I began climbing out of the hole after that. It is like my whole perspective on pain, death, suffering and evil was shifted and I could walk around to the other side of the picture and see a side I had been blind to before. The "problem" was not resolved... but I could live with it.

A few observations:
1) the "problem of evil" has been replaced by the "problem of God in the gospel" The REAL problem is how a God who is unutterably pure and divorced from evil, full of complete joy and happiness, the source of all that is good and right, could himself become vile, rotten, corrupt, wicked, hateful vicious and spitting evil, and then die (as a man) under the sentence for that. For some reason this does not bother infidels, but the problem of God himself BECOMING evil and suffering damnation for it is the most huge problem of the gospel. All the other logical stuff is trite bullshit in my opinion. This is the mystery of the universe. If you want to have a problem, this is the place to pitch your tent. It is the claim of the gospel and it is breathtaking in its audacity. It is either blasphemy or a truth that staggers us and makes us think "our minds are too small."

2) I said upstream that I felt like I was boxed in with a tiny brain and unable to think my way out of the problem. This is still true. I am less threatened by this in light of point 1) above. I freely acknowledge this is an emotional, and not logical, response.

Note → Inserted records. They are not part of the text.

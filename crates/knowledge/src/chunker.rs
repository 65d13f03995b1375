//! Overlapping text splitter.
//!
//! Windows are at most `chunk_size` characters. A window ends at the latest
//! paragraph break in its second half, else a line break, else a sentence
//! end, else a space; the next window starts `overlap` characters before
//! that point.

/// Separators tried in order of preference.
const SEPARATORS: [&str; 4] = ["\n\n", "\n", ". ", " "];

/// Split `text` into trimmed, non-empty chunks.
///
/// Sizes are in characters, not bytes, so multi-byte text never splits
/// inside a code point.
pub fn split_text(text: &str, chunk_size: usize, overlap: usize) -> Vec<String> {
    let chunk_size = chunk_size.max(1);
    let overlap = overlap.min(chunk_size - 1);
    let chars: Vec<char> = text.chars().collect();
    let len = chars.len();

    let mut chunks = Vec::new();
    let mut start = 0;

    while start < len {
        let hard_end = (start + chunk_size).min(len);
        let end = if hard_end < len {
            find_break(&chars, start, hard_end)
        } else {
            hard_end
        };

        let piece: String = chars[start..end].iter().collect();
        let piece = piece.trim();
        if !piece.is_empty() {
            chunks.push(piece.to_string());
        }

        if end >= len {
            break;
        }

        let next = end.saturating_sub(overlap);
        start = if next > start { next } else { end };
    }

    chunks
}

/// Latest separator end in `(start + half, hard_end]`, or `hard_end`.
fn find_break(chars: &[char], start: usize, hard_end: usize) -> usize {
    let floor = start + (hard_end - start) / 2;

    for sep in SEPARATORS {
        let sep: Vec<char> = sep.chars().collect();
        let mut pos = hard_end;
        while pos >= floor + sep.len() {
            if chars[pos - sep.len()..pos] == sep[..] {
                return pos;
            }
            pos -= 1;
        }
    }

    hard_end
}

No apologies, either.

3) Now when I read the apostle Paul (who, by the way, dealt with this very problem in Romans 9), I can take it. He raises the question "why does God still find fault, for who can resist His will?" This is a cogent and reasonable question. Paul's response is weird, but when I look at it, I realize the guy was VERY bright. He simply says that if man is going to judge God then everything is upside down, and God is bigger than you in both goodness and intellect, so sit down and shut up. I confess I was deeply offended at this, until I saw it in the context of 1) the fact that God himself is not unaffected but in fact MORE affected by evil than any man, damned or saved and 4) (below) the gospel itself

4) The shift in my thinking was more complete when I realized that all the major objections to Xty have to be answered IN THE CONTEXT OF THE GOSPEL MESSAGE ITSELF. That is, the "problem of evil" can be addressed in a set of rational and abstract intellectual propositions, but this is never how God himself responds. The message that the mighty God laid aside his glory and entered a shit stall of animals and grew up as a peasant, willingly suffered indignity, scorn, ridicule and mockery and then died under the weight of guilt and evil that utterly broke him then rose again to demonstrate that this message is TRUE.... all "answers" to questions must be presented with that as the heartbeat. Men must be forced to see EVERY TIME that their objections are not abstractions, to be held at arms length and dispassionately analyzed as though THEY were the true judges and all reality depends on their decisions. Rejection of the gospel is a rejection of rationality because it is a rejection of the God of reason himself. Embrace of the God of reason is not a promise that all rational difficulties will be resolved. It is rather a claim that ONLY in the gospel message in its broad form do we have an explanation of why the universe is as it is, why man is as he is, and why there is a nagging feeling that things "should" be different... and why we seek that difference.

Sorry for the long post, but most folks in here are used to em by now.